Solution Approach 2:
The patent introduces an intermediary processing layer that analyzes screenshot content and generates structured data representations. This intermediary layer acts as a bridge between raw screenshot data and the content delivery system, transforming unstructured visual information into actionable insights that drive personalized content selection without overwhelming the core system.
2Measurement precision
If screenshot content is analyzed in detail, then content relevance and user engagement are improved, but processing time and computational resources are increased
Solution Approach 1:
The patent applies partial action by selectively analyzing only the most relevant portions of screenshot content based on predefined criteria. Instead of processing every pixel and data point equally, the system focuses computational resources on key elements such as prominent text, significant images, and critical metadata, achieving sufficient personalization accuracy without exhaustive processing.
Solution Approach 2:
The patent performs preliminary analysis of screenshot content to identify and prioritize key elements before generating personalized content recommendations. By pre-processing and categorizing screenshot data in advance, the system prepares structured information that accelerates subsequent personalization operations and reduces real-time processing requirements.

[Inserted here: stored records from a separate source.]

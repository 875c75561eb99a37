use rustc_hash::FxHashMap;
use serde::{Deserialize, Serialize};

use labtable_core::coord::{ColId, RowId};
use labtable_core::index::GridIndex;

use crate::value::{ColumnKind, Value};

static NULL_VALUE: Value = Value::Null;

/// A visible column: stable id, display header, and the kind its cells
/// hold. The header travels into change records for auditability.
#[derive(Debug, Clone, PartialEq, Serialize, Deserialize)]
pub struct Column {
    pub id: ColId,
    pub header: String,
    pub kind: ColumnKind,
}

impl Column {
    pub fn new(id: impl Into<ColId>, header: impl Into<String>, kind: ColumnKind) -> Self {
        Self {
            id: id.into(),
            header: header.into(),
            kind,
        }
    }

    pub fn text(id: impl Into<ColId>, header: impl Into<String>) -> Self {
        Self::new(id, header, ColumnKind::Text)
    }

    pub fn number(id: impl Into<ColId>, header: impl Into<String>) -> Self {
        Self::new(id, header, ColumnKind::Number)
    }
}

/// One editable record: stable id plus named fields.
///
/// A missing field reads as Null; a record never has to carry every
/// visible column.
#[derive(Debug, Clone, PartialEq, Serialize, Deserialize)]
pub struct Record {
    pub id: RowId,
    fields: FxHashMap<ColId, Value>,
}

impl Record {
    pub fn new(id: impl Into<RowId>) -> Self {
        Self {
            id: id.into(),
            fields: FxHashMap::default(),
        }
    }

    /// Builder-style field assignment, for construction and fixtures.
    pub fn with_field(mut self, col: impl Into<ColId>, value: impl Into<Value>) -> Self {
        self.fields.insert(col.into(), value.into());
        self
    }

    pub fn get(&self, col: &ColId) -> &Value {
        self.fields.get(col).unwrap_or(&NULL_VALUE)
    }

    pub fn set(&mut self, col: ColId, value: Value) {
        self.fields.insert(col, value);
    }

    pub fn fields(&self) -> &FxHashMap<ColId, Value> {
        &self.fields
    }
}

/// The grid snapshot the collaborator supplies: visible columns and
/// records in display order.
///
/// The core never assumes exclusive ownership - it receives a snapshot
/// and returns a new one. Cloning produces a fully independent copy, so
/// every committed edit replaces the grid wholesale instead of mutating
/// shared state.
#[derive(Debug, Clone, Default, PartialEq, Serialize, Deserialize)]
pub struct Grid {
    pub columns: Vec<Column>,
    pub records: Vec<Record>,
}

impl Grid {
    pub fn new(columns: Vec<Column>, records: Vec<Record>) -> Self {
        Self { columns, records }
    }

    pub fn row_count(&self) -> usize {
        self.records.len()
    }

    pub fn col_count(&self) -> usize {
        self.columns.len()
    }

    /// Build the addressing index for the current visible ordering.
    pub fn index(&self) -> GridIndex {
        GridIndex::new(
            self.records.iter().map(|r| r.id.clone()).collect(),
            self.columns.iter().map(|c| c.id.clone()).collect(),
        )
    }

    pub fn record(&self, row: usize) -> Option<&Record> {
        self.records.get(row)
    }

    pub fn column(&self, col: usize) -> Option<&Column> {
        self.columns.get(col)
    }

    pub fn column_by_id(&self, id: &ColId) -> Option<&Column> {
        self.columns.iter().find(|c| &c.id == id)
    }

    /// Value at (row position, column id); None when the row is out of
    /// range. A present row with a missing field is Null, not None.
    pub fn value(&self, row: usize, col: &ColId) -> Option<&Value> {
        self.records.get(row).map(|r| r.get(col))
    }
}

3Adaptability or versatility
If sharing information is recorded and analyzed, then personalized content delivery is improved, but data privacy concerns and system complexity are increased
Solution Approach 1:
The patent extracts only the essential sharing information needed for personalization while discarding unnecessary data. By selectively extracting key parameters such as sharing frequency, content categories, and user preferences from comprehensive sharing records, the system achieves effective personalization with minimal data management overhead and reduced privacy concerns.
Solution Approach 2:
The patent applies different levels of analysis and data retention to different types of sharing information based on their relevance to personalization. High-value sharing data that directly indicates user interests receives detailed analysis and is retained for personalized content delivery, while less relevant sharing information is processed minimally or discarded, optimizing the balance between personalization quality and system complexity.
Data Source
AI summary
A method provides techniques for personalized content delivery based on screenshot analysis. Image data of a screenshot is obtained by a processor of a communication device that comprises a display. A screenshot analysis record (SAR) is created by performing an analysis of the screenshot. The SAR is transmitted to a remote computing device that supports a personalization engine and a recommendation engine. At least one personalized content asset is received, based at least in part, on the SAR. The display is modified by rendering the at least one personalized content asset on the display.